» **WHAT YOU WILL DO**:
Up to and including the line with "filename apps/advisor/src/models/recommendation.rs", output the records exactly as they appear.

Collected data entries
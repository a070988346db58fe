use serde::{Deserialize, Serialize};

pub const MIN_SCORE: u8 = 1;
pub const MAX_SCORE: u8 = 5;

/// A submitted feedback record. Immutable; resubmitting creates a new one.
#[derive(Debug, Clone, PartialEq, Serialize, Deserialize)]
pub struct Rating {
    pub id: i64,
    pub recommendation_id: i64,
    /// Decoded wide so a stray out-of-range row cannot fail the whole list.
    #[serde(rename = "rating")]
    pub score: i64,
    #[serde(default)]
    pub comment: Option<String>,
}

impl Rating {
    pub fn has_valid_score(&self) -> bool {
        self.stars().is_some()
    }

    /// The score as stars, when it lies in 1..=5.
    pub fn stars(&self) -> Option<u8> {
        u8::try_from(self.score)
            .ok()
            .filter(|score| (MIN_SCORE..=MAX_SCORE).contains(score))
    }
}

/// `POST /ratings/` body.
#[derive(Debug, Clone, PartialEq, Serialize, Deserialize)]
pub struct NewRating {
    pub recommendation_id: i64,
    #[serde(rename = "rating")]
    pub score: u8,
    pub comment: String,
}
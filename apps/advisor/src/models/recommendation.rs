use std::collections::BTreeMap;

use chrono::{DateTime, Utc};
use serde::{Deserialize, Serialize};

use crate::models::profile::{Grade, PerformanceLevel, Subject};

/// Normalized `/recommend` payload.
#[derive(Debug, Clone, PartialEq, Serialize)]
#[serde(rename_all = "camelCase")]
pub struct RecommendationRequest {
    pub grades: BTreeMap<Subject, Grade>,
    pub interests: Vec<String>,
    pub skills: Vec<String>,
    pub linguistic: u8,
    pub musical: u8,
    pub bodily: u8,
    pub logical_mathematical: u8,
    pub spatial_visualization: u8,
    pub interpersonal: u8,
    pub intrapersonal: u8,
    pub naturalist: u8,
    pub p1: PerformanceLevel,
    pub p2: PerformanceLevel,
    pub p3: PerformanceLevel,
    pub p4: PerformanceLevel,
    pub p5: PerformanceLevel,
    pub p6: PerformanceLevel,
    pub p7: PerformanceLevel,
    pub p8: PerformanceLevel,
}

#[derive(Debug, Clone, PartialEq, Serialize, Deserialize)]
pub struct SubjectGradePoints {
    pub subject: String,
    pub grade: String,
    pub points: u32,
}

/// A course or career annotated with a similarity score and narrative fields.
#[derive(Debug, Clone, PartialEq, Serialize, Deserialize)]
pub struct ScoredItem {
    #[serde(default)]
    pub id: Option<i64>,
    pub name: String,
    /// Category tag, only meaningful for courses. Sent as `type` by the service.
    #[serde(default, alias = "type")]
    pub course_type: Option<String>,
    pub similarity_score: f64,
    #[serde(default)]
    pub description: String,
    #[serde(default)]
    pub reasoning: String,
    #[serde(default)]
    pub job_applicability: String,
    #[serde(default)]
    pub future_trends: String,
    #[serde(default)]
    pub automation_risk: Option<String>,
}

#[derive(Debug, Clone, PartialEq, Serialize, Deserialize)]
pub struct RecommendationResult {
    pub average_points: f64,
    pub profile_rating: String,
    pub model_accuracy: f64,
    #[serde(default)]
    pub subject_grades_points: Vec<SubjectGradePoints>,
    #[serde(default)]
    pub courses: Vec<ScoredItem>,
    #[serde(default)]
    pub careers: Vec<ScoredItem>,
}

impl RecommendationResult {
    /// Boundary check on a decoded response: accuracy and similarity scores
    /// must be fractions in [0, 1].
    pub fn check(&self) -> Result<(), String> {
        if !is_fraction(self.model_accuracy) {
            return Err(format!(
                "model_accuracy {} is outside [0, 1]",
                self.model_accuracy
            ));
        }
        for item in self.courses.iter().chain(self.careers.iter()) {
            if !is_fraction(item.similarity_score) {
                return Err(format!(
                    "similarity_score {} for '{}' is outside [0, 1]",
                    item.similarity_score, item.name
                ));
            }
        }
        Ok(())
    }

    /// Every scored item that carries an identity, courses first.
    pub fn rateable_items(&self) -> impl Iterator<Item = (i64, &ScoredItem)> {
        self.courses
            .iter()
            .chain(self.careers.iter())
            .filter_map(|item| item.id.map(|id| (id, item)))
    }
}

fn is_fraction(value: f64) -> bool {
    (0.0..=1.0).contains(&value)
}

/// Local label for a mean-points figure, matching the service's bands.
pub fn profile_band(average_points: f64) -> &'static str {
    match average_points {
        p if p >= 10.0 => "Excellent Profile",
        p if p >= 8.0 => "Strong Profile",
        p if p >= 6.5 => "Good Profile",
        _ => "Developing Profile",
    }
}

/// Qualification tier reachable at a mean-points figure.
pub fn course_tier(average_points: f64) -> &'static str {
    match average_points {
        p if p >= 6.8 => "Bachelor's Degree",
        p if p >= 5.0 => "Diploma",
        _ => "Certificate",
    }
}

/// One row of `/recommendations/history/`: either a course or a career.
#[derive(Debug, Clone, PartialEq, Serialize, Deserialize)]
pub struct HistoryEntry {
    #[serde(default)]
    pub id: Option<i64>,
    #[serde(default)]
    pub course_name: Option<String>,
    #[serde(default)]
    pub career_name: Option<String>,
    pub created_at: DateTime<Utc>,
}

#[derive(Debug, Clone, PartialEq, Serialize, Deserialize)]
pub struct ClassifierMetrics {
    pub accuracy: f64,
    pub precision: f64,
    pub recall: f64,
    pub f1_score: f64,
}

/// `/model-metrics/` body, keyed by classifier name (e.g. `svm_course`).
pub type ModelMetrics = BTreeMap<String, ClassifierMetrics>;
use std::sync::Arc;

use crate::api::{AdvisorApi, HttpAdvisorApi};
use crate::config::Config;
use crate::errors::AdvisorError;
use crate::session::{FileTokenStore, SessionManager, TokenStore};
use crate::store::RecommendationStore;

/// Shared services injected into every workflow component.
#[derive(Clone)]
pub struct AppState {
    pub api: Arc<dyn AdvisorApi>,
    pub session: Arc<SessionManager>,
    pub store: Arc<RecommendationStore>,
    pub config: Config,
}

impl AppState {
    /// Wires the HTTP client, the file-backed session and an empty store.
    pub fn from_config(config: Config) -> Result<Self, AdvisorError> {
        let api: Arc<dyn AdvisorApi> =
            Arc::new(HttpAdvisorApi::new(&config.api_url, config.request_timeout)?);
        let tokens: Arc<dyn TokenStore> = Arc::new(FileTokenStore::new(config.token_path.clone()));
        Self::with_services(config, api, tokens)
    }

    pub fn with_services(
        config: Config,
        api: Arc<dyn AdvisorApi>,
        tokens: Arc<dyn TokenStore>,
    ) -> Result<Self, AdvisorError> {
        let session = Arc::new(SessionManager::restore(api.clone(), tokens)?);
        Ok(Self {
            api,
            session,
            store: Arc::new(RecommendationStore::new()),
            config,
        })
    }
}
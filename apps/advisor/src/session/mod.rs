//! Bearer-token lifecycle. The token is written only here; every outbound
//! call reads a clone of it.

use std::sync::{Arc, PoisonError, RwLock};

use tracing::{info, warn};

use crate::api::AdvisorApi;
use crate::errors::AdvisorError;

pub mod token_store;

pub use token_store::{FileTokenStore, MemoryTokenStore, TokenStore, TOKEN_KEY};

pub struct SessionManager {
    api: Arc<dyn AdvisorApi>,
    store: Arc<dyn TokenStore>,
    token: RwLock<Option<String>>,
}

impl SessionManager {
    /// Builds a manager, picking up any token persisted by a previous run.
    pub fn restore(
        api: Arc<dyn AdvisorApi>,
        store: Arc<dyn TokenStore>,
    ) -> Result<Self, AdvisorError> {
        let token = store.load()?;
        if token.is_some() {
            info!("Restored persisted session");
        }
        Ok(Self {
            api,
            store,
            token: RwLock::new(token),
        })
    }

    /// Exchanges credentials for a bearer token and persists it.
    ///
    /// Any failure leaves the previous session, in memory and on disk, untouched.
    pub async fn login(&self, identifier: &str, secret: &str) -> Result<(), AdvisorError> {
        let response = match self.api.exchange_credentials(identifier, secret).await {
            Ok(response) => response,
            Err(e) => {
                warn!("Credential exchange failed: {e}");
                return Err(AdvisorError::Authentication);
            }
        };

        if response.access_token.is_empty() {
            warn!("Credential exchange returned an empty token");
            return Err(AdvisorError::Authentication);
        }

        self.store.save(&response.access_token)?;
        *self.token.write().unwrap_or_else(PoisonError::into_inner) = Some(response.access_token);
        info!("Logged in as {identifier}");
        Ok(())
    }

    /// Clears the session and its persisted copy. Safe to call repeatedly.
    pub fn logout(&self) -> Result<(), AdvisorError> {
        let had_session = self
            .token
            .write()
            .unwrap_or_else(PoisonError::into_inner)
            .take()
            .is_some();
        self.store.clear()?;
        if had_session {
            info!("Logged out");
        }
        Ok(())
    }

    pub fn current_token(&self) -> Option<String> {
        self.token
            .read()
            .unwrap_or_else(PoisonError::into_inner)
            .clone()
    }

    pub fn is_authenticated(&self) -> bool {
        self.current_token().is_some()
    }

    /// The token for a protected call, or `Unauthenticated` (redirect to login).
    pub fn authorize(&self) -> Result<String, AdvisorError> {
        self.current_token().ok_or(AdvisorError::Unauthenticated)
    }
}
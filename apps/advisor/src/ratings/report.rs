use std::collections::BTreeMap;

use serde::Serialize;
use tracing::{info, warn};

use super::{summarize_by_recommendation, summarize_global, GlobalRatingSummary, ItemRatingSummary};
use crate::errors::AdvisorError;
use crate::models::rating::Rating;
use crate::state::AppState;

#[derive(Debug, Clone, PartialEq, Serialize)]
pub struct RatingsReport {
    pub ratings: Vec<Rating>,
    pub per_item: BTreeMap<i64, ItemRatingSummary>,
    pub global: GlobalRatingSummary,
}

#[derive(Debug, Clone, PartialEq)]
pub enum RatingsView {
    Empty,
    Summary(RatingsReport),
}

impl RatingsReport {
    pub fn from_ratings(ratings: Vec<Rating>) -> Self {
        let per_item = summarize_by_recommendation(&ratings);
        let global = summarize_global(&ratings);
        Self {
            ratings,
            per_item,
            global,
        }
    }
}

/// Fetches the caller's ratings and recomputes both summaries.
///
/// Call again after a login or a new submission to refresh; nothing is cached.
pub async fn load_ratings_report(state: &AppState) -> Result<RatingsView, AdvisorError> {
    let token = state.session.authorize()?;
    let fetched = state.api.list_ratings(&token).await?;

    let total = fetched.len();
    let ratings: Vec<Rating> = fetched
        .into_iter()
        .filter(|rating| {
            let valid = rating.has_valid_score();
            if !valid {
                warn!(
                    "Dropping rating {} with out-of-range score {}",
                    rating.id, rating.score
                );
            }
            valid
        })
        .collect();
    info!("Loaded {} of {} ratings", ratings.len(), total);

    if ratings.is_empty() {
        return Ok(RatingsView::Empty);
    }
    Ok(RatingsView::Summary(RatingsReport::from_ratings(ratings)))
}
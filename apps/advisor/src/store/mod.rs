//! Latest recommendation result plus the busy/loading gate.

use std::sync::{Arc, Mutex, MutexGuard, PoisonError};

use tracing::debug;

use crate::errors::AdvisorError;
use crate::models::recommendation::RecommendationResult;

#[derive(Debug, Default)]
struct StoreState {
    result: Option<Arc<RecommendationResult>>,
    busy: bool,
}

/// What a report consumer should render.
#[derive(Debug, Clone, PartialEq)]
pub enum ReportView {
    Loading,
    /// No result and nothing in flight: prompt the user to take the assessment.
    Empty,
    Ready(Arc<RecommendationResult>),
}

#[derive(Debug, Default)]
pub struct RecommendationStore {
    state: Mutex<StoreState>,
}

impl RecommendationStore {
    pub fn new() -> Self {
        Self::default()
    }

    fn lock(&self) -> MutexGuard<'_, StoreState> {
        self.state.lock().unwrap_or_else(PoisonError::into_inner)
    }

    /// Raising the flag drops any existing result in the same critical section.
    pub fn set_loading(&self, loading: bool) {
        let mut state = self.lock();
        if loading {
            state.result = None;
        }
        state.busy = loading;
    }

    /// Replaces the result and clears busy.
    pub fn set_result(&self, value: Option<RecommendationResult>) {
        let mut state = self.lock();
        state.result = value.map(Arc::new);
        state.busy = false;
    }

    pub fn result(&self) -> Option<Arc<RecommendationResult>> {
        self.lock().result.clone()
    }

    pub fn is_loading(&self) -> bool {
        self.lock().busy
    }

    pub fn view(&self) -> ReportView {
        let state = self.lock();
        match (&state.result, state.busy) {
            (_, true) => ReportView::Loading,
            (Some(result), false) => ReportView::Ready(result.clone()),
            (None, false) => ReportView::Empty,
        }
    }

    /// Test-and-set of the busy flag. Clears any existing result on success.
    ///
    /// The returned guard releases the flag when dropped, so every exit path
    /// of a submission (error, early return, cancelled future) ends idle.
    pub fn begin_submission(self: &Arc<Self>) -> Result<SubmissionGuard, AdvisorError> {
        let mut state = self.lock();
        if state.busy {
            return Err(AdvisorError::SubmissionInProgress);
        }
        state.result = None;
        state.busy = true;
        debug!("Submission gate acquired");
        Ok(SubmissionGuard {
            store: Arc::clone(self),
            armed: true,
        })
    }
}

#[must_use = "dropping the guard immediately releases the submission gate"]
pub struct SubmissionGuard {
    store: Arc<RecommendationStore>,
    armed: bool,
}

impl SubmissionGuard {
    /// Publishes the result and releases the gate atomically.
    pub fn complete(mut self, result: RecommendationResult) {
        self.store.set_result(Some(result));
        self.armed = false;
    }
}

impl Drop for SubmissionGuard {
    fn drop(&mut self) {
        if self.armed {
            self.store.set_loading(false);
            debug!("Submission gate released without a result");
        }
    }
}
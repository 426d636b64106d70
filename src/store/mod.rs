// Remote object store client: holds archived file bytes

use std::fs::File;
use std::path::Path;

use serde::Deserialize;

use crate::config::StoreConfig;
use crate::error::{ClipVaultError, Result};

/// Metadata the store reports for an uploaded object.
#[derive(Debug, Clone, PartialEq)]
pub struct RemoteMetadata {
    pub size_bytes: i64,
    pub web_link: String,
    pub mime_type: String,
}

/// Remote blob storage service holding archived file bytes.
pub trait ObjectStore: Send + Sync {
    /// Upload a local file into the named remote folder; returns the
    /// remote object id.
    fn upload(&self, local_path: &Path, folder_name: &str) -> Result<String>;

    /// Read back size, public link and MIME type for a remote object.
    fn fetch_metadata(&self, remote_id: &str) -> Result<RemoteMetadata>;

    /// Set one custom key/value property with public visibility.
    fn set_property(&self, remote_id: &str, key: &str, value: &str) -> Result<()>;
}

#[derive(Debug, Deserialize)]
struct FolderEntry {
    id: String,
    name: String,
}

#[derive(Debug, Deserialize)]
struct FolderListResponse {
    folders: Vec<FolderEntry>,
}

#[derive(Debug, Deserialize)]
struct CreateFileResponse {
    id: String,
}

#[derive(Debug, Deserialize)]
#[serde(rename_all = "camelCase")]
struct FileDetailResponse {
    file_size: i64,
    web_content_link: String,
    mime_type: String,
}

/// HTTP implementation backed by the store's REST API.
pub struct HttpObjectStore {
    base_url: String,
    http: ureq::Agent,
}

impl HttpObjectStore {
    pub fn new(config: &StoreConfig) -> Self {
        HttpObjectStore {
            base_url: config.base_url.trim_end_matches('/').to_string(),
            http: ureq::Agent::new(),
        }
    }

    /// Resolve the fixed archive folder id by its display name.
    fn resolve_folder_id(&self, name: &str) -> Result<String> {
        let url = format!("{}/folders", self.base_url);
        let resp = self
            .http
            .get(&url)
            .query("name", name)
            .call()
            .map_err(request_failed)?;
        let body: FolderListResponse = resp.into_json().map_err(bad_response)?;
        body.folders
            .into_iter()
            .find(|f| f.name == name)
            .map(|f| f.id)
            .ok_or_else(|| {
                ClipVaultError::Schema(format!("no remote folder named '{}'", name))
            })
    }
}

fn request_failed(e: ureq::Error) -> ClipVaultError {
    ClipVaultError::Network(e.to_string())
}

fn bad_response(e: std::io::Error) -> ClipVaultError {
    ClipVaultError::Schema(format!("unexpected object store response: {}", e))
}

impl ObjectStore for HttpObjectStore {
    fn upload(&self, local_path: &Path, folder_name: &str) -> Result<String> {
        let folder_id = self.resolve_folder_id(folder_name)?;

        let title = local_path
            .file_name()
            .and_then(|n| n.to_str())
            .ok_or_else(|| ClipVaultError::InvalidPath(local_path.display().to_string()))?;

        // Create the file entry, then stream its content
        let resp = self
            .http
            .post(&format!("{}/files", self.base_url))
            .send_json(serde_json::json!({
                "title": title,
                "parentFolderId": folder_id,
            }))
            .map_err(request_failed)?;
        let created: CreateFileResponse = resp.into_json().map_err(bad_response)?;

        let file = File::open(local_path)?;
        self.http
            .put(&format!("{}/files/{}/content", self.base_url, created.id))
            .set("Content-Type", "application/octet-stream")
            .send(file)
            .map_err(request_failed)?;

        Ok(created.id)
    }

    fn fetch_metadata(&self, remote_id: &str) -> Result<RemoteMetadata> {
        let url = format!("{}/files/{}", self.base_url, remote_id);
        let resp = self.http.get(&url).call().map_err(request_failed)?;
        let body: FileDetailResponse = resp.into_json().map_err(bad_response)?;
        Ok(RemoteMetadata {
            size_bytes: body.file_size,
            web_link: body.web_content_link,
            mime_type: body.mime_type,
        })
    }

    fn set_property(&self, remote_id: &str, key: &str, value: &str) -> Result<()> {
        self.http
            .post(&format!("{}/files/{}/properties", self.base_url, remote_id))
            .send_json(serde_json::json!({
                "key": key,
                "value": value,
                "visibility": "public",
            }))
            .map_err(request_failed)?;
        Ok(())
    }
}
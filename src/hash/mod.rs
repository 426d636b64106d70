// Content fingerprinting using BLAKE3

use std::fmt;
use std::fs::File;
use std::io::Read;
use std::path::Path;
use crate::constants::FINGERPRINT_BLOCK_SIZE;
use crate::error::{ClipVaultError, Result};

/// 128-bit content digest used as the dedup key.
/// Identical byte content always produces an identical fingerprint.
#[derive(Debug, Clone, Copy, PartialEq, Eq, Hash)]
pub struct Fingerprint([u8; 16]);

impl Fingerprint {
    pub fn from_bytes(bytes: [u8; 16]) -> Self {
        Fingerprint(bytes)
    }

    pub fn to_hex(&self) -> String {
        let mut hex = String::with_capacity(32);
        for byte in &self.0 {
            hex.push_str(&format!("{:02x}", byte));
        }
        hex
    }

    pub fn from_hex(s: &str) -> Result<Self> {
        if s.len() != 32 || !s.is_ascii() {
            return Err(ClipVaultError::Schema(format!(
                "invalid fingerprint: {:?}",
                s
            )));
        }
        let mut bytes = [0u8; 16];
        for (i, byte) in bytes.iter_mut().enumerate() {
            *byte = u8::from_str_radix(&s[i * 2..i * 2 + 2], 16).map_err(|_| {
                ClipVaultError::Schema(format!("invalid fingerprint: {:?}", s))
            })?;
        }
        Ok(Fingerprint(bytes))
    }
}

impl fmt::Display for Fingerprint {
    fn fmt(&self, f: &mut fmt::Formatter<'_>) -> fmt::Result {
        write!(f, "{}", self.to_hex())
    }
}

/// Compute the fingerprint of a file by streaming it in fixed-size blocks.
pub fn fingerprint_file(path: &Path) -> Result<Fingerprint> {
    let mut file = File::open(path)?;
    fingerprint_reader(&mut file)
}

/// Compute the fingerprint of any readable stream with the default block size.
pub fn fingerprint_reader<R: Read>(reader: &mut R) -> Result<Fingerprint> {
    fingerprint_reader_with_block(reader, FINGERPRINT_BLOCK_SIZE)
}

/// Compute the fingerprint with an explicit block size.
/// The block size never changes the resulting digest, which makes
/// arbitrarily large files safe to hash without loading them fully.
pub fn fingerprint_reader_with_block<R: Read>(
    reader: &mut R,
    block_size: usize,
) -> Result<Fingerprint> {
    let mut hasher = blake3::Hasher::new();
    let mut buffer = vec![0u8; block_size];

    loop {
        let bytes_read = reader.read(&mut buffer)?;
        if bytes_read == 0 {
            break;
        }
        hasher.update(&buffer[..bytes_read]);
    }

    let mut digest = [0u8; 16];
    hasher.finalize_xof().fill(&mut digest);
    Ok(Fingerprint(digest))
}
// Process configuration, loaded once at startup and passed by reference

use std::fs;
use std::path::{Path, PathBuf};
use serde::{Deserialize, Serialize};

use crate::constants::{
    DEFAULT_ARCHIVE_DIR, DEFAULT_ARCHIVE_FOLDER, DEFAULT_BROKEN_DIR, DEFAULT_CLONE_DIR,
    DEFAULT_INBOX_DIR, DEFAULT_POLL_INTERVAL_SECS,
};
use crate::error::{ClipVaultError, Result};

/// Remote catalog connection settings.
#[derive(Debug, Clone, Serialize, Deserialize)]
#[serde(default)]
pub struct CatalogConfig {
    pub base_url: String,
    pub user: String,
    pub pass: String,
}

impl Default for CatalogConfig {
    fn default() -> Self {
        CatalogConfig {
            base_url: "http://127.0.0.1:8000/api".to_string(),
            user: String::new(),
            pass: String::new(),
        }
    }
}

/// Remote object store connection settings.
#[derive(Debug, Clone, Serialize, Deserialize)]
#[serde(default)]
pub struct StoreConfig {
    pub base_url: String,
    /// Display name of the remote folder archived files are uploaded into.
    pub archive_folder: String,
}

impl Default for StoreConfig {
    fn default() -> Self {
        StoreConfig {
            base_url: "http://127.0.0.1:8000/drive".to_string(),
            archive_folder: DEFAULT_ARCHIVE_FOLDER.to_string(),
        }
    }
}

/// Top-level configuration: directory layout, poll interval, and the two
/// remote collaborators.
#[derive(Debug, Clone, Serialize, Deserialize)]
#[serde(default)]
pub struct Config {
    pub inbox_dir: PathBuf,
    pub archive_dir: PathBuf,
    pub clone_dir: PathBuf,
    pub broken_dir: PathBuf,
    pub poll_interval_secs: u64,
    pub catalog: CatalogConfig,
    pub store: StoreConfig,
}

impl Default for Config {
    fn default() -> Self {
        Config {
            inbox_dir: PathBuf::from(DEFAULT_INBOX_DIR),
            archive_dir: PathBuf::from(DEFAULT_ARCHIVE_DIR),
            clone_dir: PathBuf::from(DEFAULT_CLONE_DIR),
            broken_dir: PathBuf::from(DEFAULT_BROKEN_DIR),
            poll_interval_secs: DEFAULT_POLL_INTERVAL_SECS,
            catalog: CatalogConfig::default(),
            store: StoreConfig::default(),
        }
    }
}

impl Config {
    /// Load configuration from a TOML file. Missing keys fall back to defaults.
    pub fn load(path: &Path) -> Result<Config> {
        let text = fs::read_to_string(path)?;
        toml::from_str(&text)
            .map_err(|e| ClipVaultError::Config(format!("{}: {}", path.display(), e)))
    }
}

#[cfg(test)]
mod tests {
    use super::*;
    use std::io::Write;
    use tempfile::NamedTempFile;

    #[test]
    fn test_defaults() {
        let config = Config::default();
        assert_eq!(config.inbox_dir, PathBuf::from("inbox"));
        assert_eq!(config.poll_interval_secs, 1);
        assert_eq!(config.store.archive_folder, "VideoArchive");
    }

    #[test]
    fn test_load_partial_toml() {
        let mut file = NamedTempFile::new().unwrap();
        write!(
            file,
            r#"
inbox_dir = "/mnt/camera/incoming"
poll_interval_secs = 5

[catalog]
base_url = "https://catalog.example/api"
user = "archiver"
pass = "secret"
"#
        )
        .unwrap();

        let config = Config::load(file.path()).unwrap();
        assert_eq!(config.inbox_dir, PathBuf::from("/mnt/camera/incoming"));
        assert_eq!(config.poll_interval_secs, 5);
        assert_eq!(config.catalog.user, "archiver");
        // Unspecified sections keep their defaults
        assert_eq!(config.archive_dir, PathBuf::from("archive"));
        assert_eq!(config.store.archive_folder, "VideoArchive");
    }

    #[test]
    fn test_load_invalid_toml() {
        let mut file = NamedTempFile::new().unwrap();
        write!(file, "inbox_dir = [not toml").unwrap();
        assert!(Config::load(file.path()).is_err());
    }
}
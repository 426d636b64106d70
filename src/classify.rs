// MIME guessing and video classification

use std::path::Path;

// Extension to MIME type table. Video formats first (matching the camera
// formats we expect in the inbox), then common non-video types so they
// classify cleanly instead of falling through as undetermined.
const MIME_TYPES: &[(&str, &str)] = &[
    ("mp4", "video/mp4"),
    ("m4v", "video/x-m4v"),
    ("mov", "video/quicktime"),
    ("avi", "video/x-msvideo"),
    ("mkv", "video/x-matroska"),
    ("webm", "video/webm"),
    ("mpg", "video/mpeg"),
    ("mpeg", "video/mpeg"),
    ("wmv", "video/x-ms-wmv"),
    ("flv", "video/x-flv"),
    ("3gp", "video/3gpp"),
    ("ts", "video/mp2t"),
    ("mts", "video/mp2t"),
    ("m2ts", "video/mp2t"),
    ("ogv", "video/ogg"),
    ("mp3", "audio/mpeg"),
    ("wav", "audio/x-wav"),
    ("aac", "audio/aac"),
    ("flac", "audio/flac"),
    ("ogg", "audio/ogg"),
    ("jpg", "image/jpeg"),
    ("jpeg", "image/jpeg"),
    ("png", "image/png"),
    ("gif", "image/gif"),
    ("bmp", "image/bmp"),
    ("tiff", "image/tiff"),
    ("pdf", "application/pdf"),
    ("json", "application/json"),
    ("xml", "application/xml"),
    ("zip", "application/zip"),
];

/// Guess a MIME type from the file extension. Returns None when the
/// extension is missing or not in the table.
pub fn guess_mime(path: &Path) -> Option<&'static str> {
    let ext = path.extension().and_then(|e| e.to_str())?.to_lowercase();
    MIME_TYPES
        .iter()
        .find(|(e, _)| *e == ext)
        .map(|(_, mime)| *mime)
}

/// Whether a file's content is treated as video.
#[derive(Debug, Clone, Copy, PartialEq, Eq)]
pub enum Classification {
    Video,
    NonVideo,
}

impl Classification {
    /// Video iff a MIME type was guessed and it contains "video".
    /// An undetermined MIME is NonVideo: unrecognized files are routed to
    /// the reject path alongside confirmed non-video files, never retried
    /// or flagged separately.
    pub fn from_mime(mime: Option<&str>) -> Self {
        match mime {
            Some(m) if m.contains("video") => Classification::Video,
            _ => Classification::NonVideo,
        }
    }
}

» **RESULT OF THIS TASK**:
repository a070988346db58fe
use serde::{Deserialize, Serialize};

pub const MIN_SCORE: u8 = 1;
pub const MAX_SCORE: u8 = 5;

/// A submitted feedback record. Immutable; resubmitting creates a new one.
#[derive(Debug, Clone, PartialEq, Serialize, Deserialize)]
pub struct Rating {
    pub id: i64,
    pub recommendation_id: i64,
    /// Decoded wide so a stray out-of-range row cannot fail the whole list.
    #[serde(rename = "rating")]
    pub score: i64,
    #[serde(default)]
    pub comment: Option<String>,
}

impl Rating {
    pub fn has_valid_score(&self) -> bool {
        self.stars().is_some()
    }

    /// The score as stars, when it lies in 1..=5.
    pub fn stars(&self) -> Option<u8> {
        u8::try_from(self.score)
            .ok()
            .filter(|score| (MIN_SCORE..=MAX_SCORE).contains(score))
    }
}

/// `POST /ratings/` body.
#[derive(Debug, Clone, PartialEq, Serialize, Deserialize)]
pub struct NewRating {
    pub recommendation_id: i64,
    #[serde(rename = "rating")]
    pub score: u8,
    pub comment: String,
}
filename apps/advisor/src/models/recommendation.rs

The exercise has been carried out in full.